А он вдруг решил, что умирать (ведь он пришёл умирать) – это больно. Он вдруг представил себе хруст, с которым его отдельное тело будет прорвано (вот как ухо давеча пробили, но это было просто восполнить) и весь этот мир (все это отдельное мироздание) перестанет отделять себя от другого мира.

– Не хочу, – сказал он.

– Что? – удивилась она, зная всю его обреченность.

– Я хочу, чтобы моя родина была, – сказал он.

– Ты о себе подумай, – сказала она. – Сейчас тебя – не будет.

– Будет какой-нибудь другой «я», – сказал он. – Главное: отделить себя от небытия и добавлять, добавлять, добавлять необходимую душу к достаточному телу.

– Это только слова, – сказала она.

 
Это только слова,
Что согреют нас по ночам
И ничего не значат,
Когда нас оставит удача…
 
 
Ведь она как посмертная слава!
 
 
Это только слова,
Когда ты окружён очами,
Что пристально наблюдают:
Насколько участь кровава?
 
 
И насколько она поучительна?
 
 
И насколько мучительно ты отступал до Волги,
Пока о неё не опёрся лопатками и душой…
И не распростёрся как небо!
И стал, как небо, большой.
 
 
И сам обернулся Словом
И дуэлью на Черной речке!
Ведь ты не о речку опёрся,
Но сам обернулся речью:
Ибо всё в этом мире речь.
 
 
Это только слова.
Это только их синева продолжает по жилам течь.
 

Она услышала и сказала:

– Украинская армия везде наступает.

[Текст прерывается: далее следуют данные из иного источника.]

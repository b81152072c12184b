//! Interactive session on top of rustyline.
//!
//! Every input line is compiled and run incrementally in one long-lived
//! session. Values an input leaves on the operand stack are dropped after it
//! runs; functions it defines stay available to later inputs.

use rustyline::error::ReadlineError;
use rustyline::DefaultEditor;
use tracing::error;

use lvm_core::{parse_program, LvmConfig, Session};

pub fn run(config: LvmConfig) -> Result<(), Box<dyn std::error::Error>> {
    println!("LVM {} - type exit or Ctrl-D to quit, :ir to toggle instruction echo", env!("CARGO_PKG_VERSION"));

    let mut session = Session::new(config);
    let mut rl = DefaultEditor::new()?;
    let mut echo_ir = false;

    loop {
        match rl.readline("lvm> ") {
            Ok(line) => {
                let line = line.trim();
                if line.is_empty() {
                    continue;
                }
                rl.add_history_entry(line)?;

                if line == "exit" || line == "(exit)" {
                    break;
                }
                if line == ":ir" {
                    echo_ir = !echo_ir;
                    println!("instruction echo {}", if echo_ir { "on" } else { "off" });
                    continue;
                }

                let exprs = match parse_program(line) {
                    Ok(exprs) => exprs,
                    Err(e) => {
                        error!("{}", e);
                        continue;
                    }
                };

                for expr in &exprs {
                    let before = session.history().len();
                    let result = session.submit(expr);
                    if echo_ir {
                        for ir in &session.history()[before..] {
                            println!("  {}", ir);
                        }
                    }
                    for out in session.drain_output() {
                        println!("{}", out);
                    }
                    if let Err(e) = result {
                        error!("runtime error: {}", e);
                        break;
                    }
                }
            }
            Err(ReadlineError::Interrupted) => continue,
            Err(ReadlineError::Eof) => break,
            Err(err) => return Err(Box::new(err)),
        }
    }

    Ok(())
}
pub mod instruction;
pub mod opcode;

pub use instruction::{listing, Instruction, Line, Operand};
pub use opcode::OpCode;
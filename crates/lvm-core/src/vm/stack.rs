//! VM Stack Implementation
//!
//! Operand stack for VM execution.
//! No execution semantics.

use crate::bytecode::OpCode;
use crate::error::{LvmError, LvmResult};
use super::value::Value;

/// VM operand stack
#[derive(Debug)]
pub struct Stack {
    values: Vec<Value>,
    max_size: usize,
}

impl Stack {
    /// Create new stack with maximum size
    pub fn new(max_size: usize) -> Self {
        Stack {
            values: Vec::new(),
            max_size,
        }
    }

    /// Push value onto stack
    pub fn push(&mut self, value: Value) -> LvmResult<()> {
        if self.values.len() >= self.max_size {
            return Err(LvmError::StackOverflow(self.max_size));
        }
        self.values.push(value);
        Ok(())
    }

    /// Pop value from stack; `opcode` names the instruction for the underflow report
    pub fn pop(&mut self, opcode: OpCode) -> LvmResult<Value> {
        self.values.pop().ok_or(LvmError::StackUnderflow(opcode))
    }

    /// Pop value, or None when empty. Only the tolerated underflow sites use this.
    pub fn try_pop(&mut self) -> Option<Value> {
        self.values.pop()
    }

    /// Peek at top of stack without removing
    pub fn peek(&self) -> Option<&Value> {
        self.values.last()
    }

    /// Get current stack size
    pub fn size(&self) -> usize {
        self.values.len()
    }

    /// Check if stack is empty
    pub fn is_empty(&self) -> bool {
        self.values.is_empty()
    }

    /// Clear stack
    pub fn clear(&mut self) {
        self.values.clear();
    }
}

#[cfg(test)]
mod tests {
    use super::*;

    #[test]
    fn push_respects_limit() {
        let mut stack = Stack::new(1);
        stack.push(Value::Integer(1)).expect("first push");
        assert_eq!(stack.push(Value::Integer(2)), Err(LvmError::StackOverflow(1)));
        assert_eq!(stack.size(), 1);
    }

    #[test]
    fn pop_reports_the_instruction() {
        let mut stack = Stack::new(4);
        assert_eq!(stack.pop(OpCode::Add), Err(LvmError::StackUnderflow(OpCode::Add)));
        assert_eq!(stack.try_pop(), None);
    }
}
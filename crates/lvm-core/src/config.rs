//! LVM Configuration
//!
//! Defines runtime limits for the virtual machine.
//! Configuration specifies constraints only; enforcement is handled by the VM.

/// VM Configuration
#[derive(Debug, Clone)]
pub struct LvmConfig {
    /// Maximum operand stack depth
    pub max_stack_size: usize,

    /// Maximum call depth (recursion limit)
    pub max_call_depth: usize,
}

impl Default for LvmConfig {
    fn default() -> Self {
        LvmConfig {
            max_stack_size: 1024,
            max_call_depth: 256,
        }
    }
}

impl LvmConfig {
    /// Create a new configuration with default limits
    pub fn new() -> Self {
        Self::default()
    }
}
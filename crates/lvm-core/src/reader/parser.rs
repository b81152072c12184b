//! Recursive-descent parser over the token stream.
//!
//! Grammar:
//!   expr  := INTEGER | atom | "(" ")" | "(" defun ")" | "(" if ")" | "(" op expr* ")"
//!   defun := "defun" IDENTIFIER "(" IDENTIFIER* ")" expr
//!   if    := "if" expr expr expr

use crate::ast::Expr;
use crate::error::{LvmError, LvmResult};

use super::lexer::{tokenize, Token, TokenKind};

/// Maximum nesting depth of parenthesized expressions
pub const MAX_PARSE_DEPTH: usize = 256;

/// Parse every top-level expression in `source`.
pub fn parse_program(source: &str) -> LvmResult<Vec<Expr>> {
    let tokens = tokenize(source)?;
    parse_tokens(&tokens)
}

/// Parse an already tokenized source.
pub fn parse_tokens(tokens: &[Token]) -> LvmResult<Vec<Expr>> {
    Parser::new(tokens).program()
}

struct Parser<'a> {
    tokens: &'a [Token],
    pos: usize,
}

impl<'a> Parser<'a> {
    fn new(tokens: &'a [Token]) -> Self {
        Parser { tokens, pos: 0 }
    }

    fn program(&mut self) -> LvmResult<Vec<Expr>> {
        let mut exprs = Vec::new();
        while self.peek().is_some() {
            exprs.push(self.expr(0)?);
        }
        Ok(exprs)
    }

    fn peek(&self) -> Option<&'a Token> {
        self.tokens.get(self.pos)
    }

    fn next(&mut self) -> LvmResult<&'a Token> {
        let token = self.tokens.get(self.pos).ok_or(LvmError::UnexpectedEof)?;
        self.pos += 1;
        Ok(token)
    }

    fn expect_close(&mut self, context: &str) -> LvmResult<()> {
        let token = self.next()?;
        match token.kind {
            TokenKind::RParen => Ok(()),
            _ => Err(syntax(token, format!("expected ')' to close {}, found {}", context, token.kind))),
        }
    }

    fn expr(&mut self, depth: usize) -> LvmResult<Expr> {
        let token = self.next()?;
        match &token.kind {
            TokenKind::Integer(n) => Ok(Expr::Integer(*n)),
            TokenKind::Identifier(name) => Ok(Expr::Symbol(name.clone())),
            TokenKind::Operator(c) => Ok(Expr::Symbol(c.to_string())),
            TokenKind::Keyword(k) if k == "nil" => Ok(Expr::Nil),
            TokenKind::Keyword(k) if k == "if" || k == "defun" => {
                Err(syntax(token, format!("'{}' cannot be used as a value", k)))
            }
            TokenKind::Keyword(k) => Ok(Expr::Symbol(k.clone())),
            TokenKind::RParen => Err(syntax(token, "unexpected ')'".to_string())),
            TokenKind::LParen => {
                if depth >= MAX_PARSE_DEPTH {
                    return Err(LvmError::NestingTooDeep {
                        max: MAX_PARSE_DEPTH,
                        line: token.line,
                    });
                }
                self.list(depth + 1)
            }
        }
    }

    /// Parse the rest of a list after its opening parenthesis
    fn list(&mut self, depth: usize) -> LvmResult<Expr> {
        let head = self.next()?;
        let name = match &head.kind {
            TokenKind::RParen => return Ok(Expr::Nil),
            TokenKind::Keyword(k) if k == "defun" => return self.defun(depth),
            TokenKind::Keyword(k) if k == "if" => return self.conditional(depth),
            TokenKind::Keyword(k) | TokenKind::Identifier(k) => k.clone(),
            TokenKind::Operator(c) => c.to_string(),
            other => {
                return Err(syntax(head, format!("expected an operator, found {}", other)));
            }
        };

        let mut args = Vec::new();
        loop {
            match self.peek() {
                Some(Token { kind: TokenKind::RParen, .. }) => {
                    self.pos += 1;
                    break;
                }
                Some(_) => args.push(self.expr(depth)?),
                None => return Err(LvmError::UnexpectedEof),
            }
        }

        Ok(Expr::Operation { name, args })
    }

    fn defun(&mut self, depth: usize) -> LvmResult<Expr> {
        let name_token = self.next()?;
        let name = match &name_token.kind {
            TokenKind::Identifier(name) => name.clone(),
            other => {
                return Err(syntax(name_token, format!("expected a function name, found {}", other)));
            }
        };

        let open = self.next()?;
        if open.kind != TokenKind::LParen {
            return Err(syntax(open, format!("expected '(' before the parameters of {}", name)));
        }

        let mut params = Vec::new();
        loop {
            let token = self.next()?;
            match &token.kind {
                TokenKind::RParen => break,
                TokenKind::Identifier(param) => params.push(param.clone()),
                other => {
                    return Err(syntax(token, format!("expected a parameter name, found {}", other)));
                }
            }
        }

        let body = self.expr(depth)?;
        self.expect_close("defun")?;

        Ok(Expr::FunctionDefinition {
            name,
            params,
            body: Box::new(body),
        })
    }

    fn conditional(&mut self, depth: usize) -> LvmResult<Expr> {
        let cond = self.expr(depth)?;
        let then = self.expr(depth)?;
        let otherwise = self.expr(depth)?;
        self.expect_close("if")?;
        Ok(Expr::cond(cond, then, otherwise))
    }
}

fn syntax(token: &Token, message: String) -> LvmError {
    LvmError::Syntax {
        message,
        line: token.line,
    }
}
//! VM Memory Model
//!
//! Parameter slots and saved call frames. Slots are index-based and assigned
//! 0..n-1 in declaration order by the code generator.

use crate::error::{LvmError, LvmResult};
use super::value::Value;

/// Parameters of a single invocation
#[derive(Debug, Clone, Default, PartialEq, Eq)]
pub struct Params {
    values: Vec<Value>,
}

impl Params {
    pub fn new(values: Vec<Value>) -> Self {
        Params { values }
    }

    pub fn load(&self, index: usize) -> LvmResult<Value> {
        self.values
            .get(index)
            .cloned()
            .ok_or(LvmError::InvalidParamAccess(index))
    }

    pub fn len(&self) -> usize {
        self.values.len()
    }

    pub fn is_empty(&self) -> bool {
        self.values.is_empty()
    }
}

/// Saved caller context, pushed on CALL and restored on RETURN
#[derive(Debug, Clone, PartialEq, Eq)]
pub struct Frame {
    pub return_ip: usize,
    pub params: Params,
}

#[cfg(test)]
mod tests {
    use super::*;

    #[test]
    fn out_of_range_slot_is_an_error() {
        let params = Params::new(vec![Value::Integer(4)]);
        assert_eq!(params.load(0), Ok(Value::Integer(4)));
        assert_eq!(params.load(1), Err(LvmError::InvalidParamAccess(1)));
        assert!(Params::default().is_empty());
    }
}
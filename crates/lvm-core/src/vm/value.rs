//! Runtime Value Representation
//!
//! Values are small and copied by value; there is no heap or collector.
//! Integer 0 and the empty list are the only falsy values.

use std::fmt;

/// Runtime value
#[derive(Debug, Clone, PartialEq, Eq)]
pub enum Value {
    /// Signed integer
    Integer(i64),

    /// Unevaluated symbol token
    Symbol(String),

    /// Ordered list; the empty list doubles as nil and false
    List(Vec<Value>),
}

impl Value {
    /// The empty list
    pub fn nil() -> Self {
        Value::List(Vec::new())
    }

    /// Boolean result encoding used by comparisons and logic ops
    pub fn from_bool(b: bool) -> Self {
        if b {
            Value::Integer(1)
        } else {
            Value::nil()
        }
    }

    pub fn is_truthy(&self) -> bool {
        match self {
            Value::Integer(n) => *n != 0,
            Value::List(items) => !items.is_empty(),
            Value::Symbol(_) => true,
        }
    }

    pub fn type_name(&self) -> &'static str {
        match self {
            Value::Integer(_) => "integer",
            Value::Symbol(_) => "symbol",
            Value::List(_) => "list",
        }
    }
}

impl fmt::Display for Value {
    fn fmt(&self, f: &mut fmt::Formatter<'_>) -> fmt::Result {
        match self {
            Value::Integer(n) => write!(f, "{}", n),
            Value::Symbol(s) => f.write_str(s),
            Value::List(items) => {
                f.write_str("[")?;
                for (i, item) in items.iter().enumerate() {
                    if i > 0 {
                        f.write_str(", ")?;
                    }
                    write!(f, "{}", item)?;
                }
                f.write_str("]")
            }
        }
    }
}

#[cfg(test)]
mod tests {
    use super::*;

    #[test]
    fn zero_and_empty_list_are_falsy() {
        assert!(!Value::Integer(0).is_truthy());
        assert!(!Value::nil().is_truthy());
        assert!(Value::Integer(-1).is_truthy());
        assert!(Value::Symbol("nil".into()).is_truthy());
        assert!(Value::List(vec![Value::nil()]).is_truthy());
    }

    #[test]
    fn nested_lists_display_with_brackets() {
        let v = Value::List(vec![
            Value::Integer(1),
            Value::List(vec![Value::Symbol("a".into()), Value::Integer(2)]),
            Value::nil(),
        ]);
        assert_eq!(v.to_string(), "[1, [a, 2], []]");
    }
}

Вас уничтожат.

Напомню: это всё происходило (происходит, будет происходить) – ещё даже до иловайского котла.

Он сказал:

 
В который раз сначала нас побьют.
Но прежде изощрённо предадут.
А после просвещённо растолкуют,
Что мы любили родину другую.
 
 
Что правильную надобно создать
И для того всё прошлое предать.
И это колесо всебытия,
Которое вращали ты и я,
 
 
Всё возвращая на круги своя,
Настолько правильно и несомненно,
Что я противоречу всей вселенной,
Когда не соглашаюсь предавать.
 
 
И вот враги окружат города,
Как волки обреченные стада…
Но здесь я обращаюсь вспять,
Внезапно начиная наступать
 
 
И следовать простому чувству долга:
Что долго был собой, а не другим!
Что долго был любовь, а не измена!
И есть такое чудо во вселенной,
Что Бог всегда на стороне России.
 
 
Я просто начинаю наступать,
 
 
Словно ступает по крови мессия,
Чтобы опять напомнить о любви.
 

– Всё это суета, – сказала женщина. – Мне надо жить, чтобы была жизнь. А ты ли будешь молим оплодотворителем, ублажателем и кормильцем, другой ли самец-Украинец либо самец-ватник – не всё ли равно? Одна ли родина, другая или третья – не всё ли тебе равно, если каждой будешь предан до смерти? Или не будешь предан. Ведь всё равно родина тебя предаст. Она – женщина, так что предаст – во имя жизни.

– Ну да, – согласился он.

И тогда она (наконец) – спохватилась:

– Кто бы подумал, что колорад Перельман может так запудрить мозги гарной ди’вчине? Теряем время.

Последние слова – прозвучали, как фраза Баталова из «Москва слезам не верит» (и он в который раз понял, что и Украина вокруг него – виртуальна, и готовая его предать женщина – виртуальна, и его будущая погибель – виртуальна, и он решил (вспомнив себя прошлого), что возражать этому глупо.

Ведь глупо (согласитесь) – возражать всему мирозданию.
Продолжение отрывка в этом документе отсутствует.